--- Data for review Enclosed Below ---

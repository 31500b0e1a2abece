// Query parameters carrying the authentication material.
pub const QUERY_API_KEY: &str = "api_key";
pub const QUERY_TIMESTAMP: &str = "timestamp";
pub const QUERY_NONCE: &str = "nonce";
pub const QUERY_SIGN: &str = "sign";

// Env values used to load the credential.
pub const CV_API_KEY: &str = "CV_API_KEY";
pub const CV_SECURITY_KEY: &str = "CV_SECURITY_KEY";
use crate::{constants::*, Credential};
use async_trait::async_trait;
use reqpoll_core::{Context, ProvideCredential, Result};

/// EnvCredentialProvider loads the visual API credential from environment
/// variables.
///
/// This provider looks for the following environment variables:
/// - `ACCESS_KEY`: the access key id
/// - `SECRET_KEY`: the secret access key
#[derive(Debug, Default, Clone)]
pub struct EnvCredentialProvider;

impl EnvCredentialProvider {
    /// Create a new EnvCredentialProvider.
    pub fn new() -> Self {
        Self
    }
}

#[async_trait]
impl ProvideCredential for EnvCredentialProvider {
    type Credential = Credential;

    async fn provide_credential(&self, ctx: &Context) -> Result<Option<Self::Credential>> {
        let access_key_id = ctx.env_var(ACCESS_KEY);
        let secret_access_key = ctx.env_var(SECRET_KEY);

        match (access_key_id, secret_access_key) {
            (Some(access_key_id), Some(secret_access_key)) => Ok(Some(Credential {
                access_key_id,
                secret_access_key,
            })),
            _ => Ok(None),
        }
    }
}

#[cfg(test)]
mod tests {
    use super::*;
    use reqpoll_core::StaticEnv;
    use std::collections::HashMap;

    #[tokio::test]
    async fn test_loads_from_env() {
        let ctx = Context::new().with_env(StaticEnv {
            envs: HashMap::from([
                (ACCESS_KEY.to_string(), "AKIDEXAMPLE".to_string()),
                (SECRET_KEY.to_string(), "SECRETEXAMPLE".to_string()),
            ]),
        });

        let cred = EnvCredentialProvider::new()
            .provide_credential(&ctx)
            .await
            .expect("must not error")
            .expect("credential must be present");
        assert_eq!(cred.access_key_id, "AKIDEXAMPLE");
    }

    #[tokio::test]
    async fn test_redacted_debug_output() {
        let cred = Credential {
            access_key_id: "AKIDEXAMPLE".to_string(),
            secret_access_key: "SECRETEXAMPLE12".to_string(),
        };
        let out = format!("{cred:?}");
        assert!(!out.contains("SECRETEXAMPLE12"));
    }

    #[tokio::test]
    async fn test_missing_secret_yields_none() {
        let ctx = Context::new().with_env(StaticEnv {
            envs: HashMap::from([(ACCESS_KEY.to_string(), "AKIDEXAMPLE".to_string())]),
        });

        assert!(EnvCredentialProvider::new()
            .provide_credential(&ctx)
            .await
            .expect("must not error")
            .is_none());
    }
}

--- End of Enclosed Data for review ---

# Exercise requirements
Repeat the records above exactly, leaving none out.

# Response below
repository 31500b0e1a2abece
// Query parameters carrying the authentication material.
pub const QUERY_API_KEY: &str = "api_key";
pub const QUERY_TIMESTAMP: &str = "timestamp";
pub const QUERY_NONCE: &str = "nonce";
pub const QUERY_SIGN: &str = "sign";

// Env values used to load the credential.
pub const CV_API_KEY: &str = "CV_API_KEY";
pub const CV_SECURITY_KEY: &str = "CV_SECURITY_KEY";
use crate::{constants::*, Credential};
use async_trait::async_trait;
use reqpoll_core::{Context, ProvideCredential, Result};

/// EnvCredentialProvider loads the visual API credential from environment
/// variables.
///
/// This provider looks for the following environment variables:
/// - `ACCESS_KEY`: the access key id
/// - `SECRET_KEY`: the secret access key
#[derive(Debug, Default, Clone)]
pub struct EnvCredentialProvider;

impl EnvCredentialProvider {
    /// Create a new EnvCredentialProvider.
    pub fn new() -> Self {
        Self
    }
}

#[async_trait]
impl ProvideCredential for EnvCredentialProvider {
    type Credential = Credential;

    async fn provide_credential(&self, ctx: &Context) -> Result<Option<Self::Credential>> {
        let access_key_id = ctx.env_var(ACCESS_KEY);
        let secret_access_key = ctx.env_var(SECRET_KEY);

        match (access_key_id, secret_access_key) {
            (Some(access_key_id), Some(secret_access_key)) => Ok(Some(Credential {
                access_key_id,
                secret_access_key,
            })),
            _ => Ok(None),
        }
    }
}

#[cfg(test)]
mod tests {
    use super::*;
    use reqpoll_core::StaticEnv;
    use std::collections::HashMap;

    #[tokio::test]
    async fn test_loads_from_env() {
        let ctx = Context::new().with_env(StaticEnv {
            envs: HashMap::from([
                (ACCESS_KEY.to_string(), "AKIDEXAMPLE".to_string()),
                (SECRET_KEY.to_string(), "SECRETEXAMPLE".to_string()),
            ]),
        });

        let cred = EnvCredentialProvider::new()
            .provide_credential(&ctx)
            .await
            .expect("must not error")
            .expect("credential must be present");
        assert_eq!(cred.access_key_id, "AKIDEXAMPLE");
    }

    #[tokio::test]
    async fn test_redacted_debug_output() {
        let cred = Credential {
            access_key_id: "AKIDEXAMPLE".to_string(),
            secret_access_key: "SECRETEXAMPLE12".to_string(),
        };
        let out = format!("{cred:?}");
        assert!(!out.contains("SECRETEXAMPLE12"));
    }

    #[tokio::test]
    async fn test_missing_secret_yields_none() {
        let ctx = Context::new().with_env(StaticEnv {
            envs: HashMap::from([(ACCESS_KEY.to_string(), "AKIDEXAMPLE".to_string())]),
        });

        assert!(EnvCredentialProvider::new()
            .provide_credential(&ctx)
            .await
            .expect("must not error")
            .is_none());
    }
}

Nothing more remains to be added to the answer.